Heute ist Christopher Street Day, an dem wir den Aufständen in der Nacht vom 27. auf den 28. Juni 1969 in der Christopher Street in New York gedenken. Auch die vielen CSD und Pride Paraden in der ganzen Welt, die über den gesamten Sommer verteilt stattfinden, sind hieraus hervorgegangen. Dabei handelt es sich nicht, wie oftmals wahrgenommen, um Partyveranstaltungen.

Hervorgegangen aus Aufständen war der CSD immer politisch. Zu den Aufständen kam es nach konsequenter institutioneller Diskriminierung queerer Menschen – hierunter insbesondere auch BIPoC trans Frauen – durch die Polizei. Diese konnte eingebettet in queerfeindliche Gesetzgebung und queerfeindliche Gedanken in der Gesellschaft stattfinden. So wendete sich bereits der erste CSD gegen Diskriminierung, Ausgrenzung und Gewalt gegenüber queeren Menschen.
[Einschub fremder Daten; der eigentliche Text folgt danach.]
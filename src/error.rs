use std::path::PathBuf;

/// Errors related to configuration loading, parsing and saving.
#[derive(Debug, thiserror::Error)]
pub enum ConfigError {
    #[error("I/O error: {0}")]
    IoError(#[from] std::io::Error),

    #[error("Failed to parse config at {path}: {message}")]
    ParseError { path: PathBuf, message: String },

    #[error("Failed to serialize config for {path}: {message}")]
    SerializeError { path: PathBuf, message: String },

    #[error("Config source is read-only")]
    ReadOnly,
}

/// Errors raised by the orchestration façade and the registries behind it.
///
/// Each variant maps onto one protocol error code; see
/// [`crate::gateway::protocol::ErrorCode`].
#[derive(Debug, thiserror::Error)]
pub enum OrchestrationError {
    #[error("unknown app run: {run_id}")]
    NotFound { run_id: String },

    #[error("{0}")]
    InvalidRequest(String),

    #[error("subagent limit reached for app run ({active}/{cap})")]
    Forbidden { active: usize, cap: usize },

    #[error("subagent spawn failed: {0}")]
    Upstream(String),

    #[error(transparent)]
    Config(#[from] ConfigError),
}

/// Errors related to scoped secret management.
#[derive(Debug, Clone, PartialEq, Eq, thiserror::Error)]
pub enum SecretsError {
    #[error("missing key")]
    MissingKey,

    #[error("missing value")]
    MissingValue,

    #[error("missing agentId for agent scope")]
    MissingAgentId,

    #[error("secret not found")]
    NotFound,

    #[error("invalid target: {0}")]
    InvalidTarget(String),
}

impl From<SecretsError> for OrchestrationError {
    fn from(err: SecretsError) -> Self {
        OrchestrationError::InvalidRequest(err.to_string())
    }
}
use std::sync::Arc;

use anyhow::Context;
use clap::Parser;
use tokio_util::sync::CancellationToken;

use agentic_app::cli::{Cli, Commands, SecretsCommand};
use agentic_app::config::{ConfigSource, FileConfigSource};
use agentic_app::gateway::Gateway;
use agentic_app::gateway::serve::serve_stdio;
use agentic_app::secrets::store::SetSecret;
use agentic_app::secrets::{ExecHost, SecretScope, SecretTarget};

#[tokio::main]
async fn main() -> anyhow::Result<()> {
    // Initialize tracing. Stdout carries protocol responses, so log to stderr.
    tracing_subscriber::fmt()
        .with_env_filter(
            tracing_subscriber::EnvFilter::from_default_env()
                .add_directive(tracing::Level::INFO.into()),
        )
        .with_writer(std::io::stderr)
        .init();

    let cli = Cli::parse();
    let source = Arc::new(FileConfigSource::from_cli(&cli));

    match cli.command {
        Commands::Serve { .. } => {
            let config = source.load()?;
            tracing::info!(
                workspace = %config.workspace.display(),
                main_session = %config.main_session,
                max_active_runs = config.app.subagents.max_active_runs,
                "Config loaded"
            );

            let shutdown = CancellationToken::new();
            let gateway = Gateway::builder(source)
                .with_cancel_token(shutdown.clone())
                .build();

            let on_signal = shutdown.clone();
            tokio::spawn(async move {
                if tokio::signal::ctrl_c().await.is_ok() {
                    tracing::info!("Interrupt received");
                    on_signal.cancel();
                }
            });

            tracing::info!("Gateway serving on stdio");
            serve_stdio(&gateway, shutdown).await?;
        }
        Commands::Config => {
            let config = source.load()?;
            println!("workspace = {}", config.workspace.display());
            println!("main_session = {}", config.main_session);
            println!("main_agent = {}", config.main_agent);
            println!(
                "config file = {}",
                source.writable_path().display()
            );
            println!();
            let rendered =
                toml::to_string_pretty(&config.app).context("failed to render configuration")?;
            print!("{rendered}");
        }
        Commands::Secrets { action } => {
            let gateway = Gateway::builder(source).build();
            run_secrets_command(&gateway, action)?;
        }
    }

    Ok(())
}

fn run_secrets_command(gateway: &Gateway, action: SecretsCommand) -> anyhow::Result<()> {
    match action {
        SecretsCommand::List { agent } => {
            let secrets = gateway.secrets_list(agent.as_deref())?;
            if secrets.is_empty() {
                println!("No secrets configured.");
            }
            for s in secrets {
                let targets: Vec<&str> = s.targets.iter().map(|t| t.as_str()).collect();
                println!(
                    "{:<6} {:<12} {:<24} targets={} host_exec={} value={}",
                    s.scope,
                    s.agent_id.as_deref().unwrap_or("-"),
                    s.key,
                    targets.join(","),
                    s.allow_host_exec,
                    if s.has_value { "set" } else { "empty" },
                );
            }
        }
        SecretsCommand::Set {
            key,
            value,
            scope,
            agent,
            targets,
            allow_host_exec,
        } => {
            let targets = targets
                .iter()
                .map(|t| t.parse::<SecretTarget>())
                .collect::<Result<Vec<_>, _>>()?;
            gateway.secrets_set(SetSecret {
                scope: parse_scope(&scope),
                agent_id: agent,
                key: key.clone(),
                value,
                targets,
                allow_host_exec,
            })?;
            println!("Saved secret {key}.");
        }
        SecretsCommand::Delete { key, scope, agent } => {
            if gateway.secrets_delete(parse_scope(&scope), agent.as_deref(), &key)? {
                println!("Deleted secret {key}.");
            } else {
                println!("No secret named {key}.");
            }
        }
        SecretsCommand::Assign {
            key,
            target,
            scope,
            agent,
            off,
        } => {
            let target: SecretTarget = target.parse()?;
            gateway.secrets_assign(parse_scope(&scope), agent.as_deref(), &key, target, !off)?;
            let verb = if off { "Removed" } else { "Assigned" };
            println!("{verb} {target} for {key}.");
        }
        SecretsCommand::Env {
            target,
            agent,
            host,
        } => {
            let target: SecretTarget = target.parse()?;
            let host = host
                .as_deref()
                .map(str::parse::<ExecHost>)
                .transpose()
                .map_err(anyhow::Error::msg)?;
            let env = gateway.secrets_env(agent.as_deref(), target, host)?;
            let scopes: Vec<&str> = env.scopes.iter().map(|s| s.as_str()).collect();
            println!("scopes: {}", scopes.join(","));
            // Keys only: values stay out of terminals and scrollback.
            for key in env.env.keys() {
                println!("{key}");
            }
        }
    }
    Ok(())
}

fn parse_scope(value: &str) -> SecretScope {
    value.parse().unwrap_or_default()
}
Dies dürfen wir auch heute nicht vergessen, denn auch heute noch sind queere Menschen genau hiervon betroffen. Die Gesellschaft propagiert nach wie vor, dass es „normal“ und „richtig“ sei, cis, hetero, allo und dya zu sein. Hierdurch haben queere Menschen nach wie vor Angst, sich in ihrem Umfeld zu outen. Trans und inter Menschen werden nach wie vor durch Gesetze diskriminiert. Und auch innerhalb der queeren Community werden Minderheiten teilweise ausgegrenzt – so wird bi-, pan-, und a-romantischen und/oder -sexuellen das Queer-sein abgesprochen und auch Transfeindlichkeit ist hier weit verbreitet.

In Thüringen fanden dieses Jahr bisher zwei CSDs statt – in Jena und Weimar – zwei weitere in Erfurt und Gera werden folgen. Wir werden auch dort wieder vor Ort sein und mit euch gemeinsam dafür streiten, dass die gesellschaftliche Normalität aufgebrochen, gesetzliche Diskriminierung beendet wird und auch auf queeren Veranstaltungen alle queeren Menschen willkommen sind und ernst genommen werden!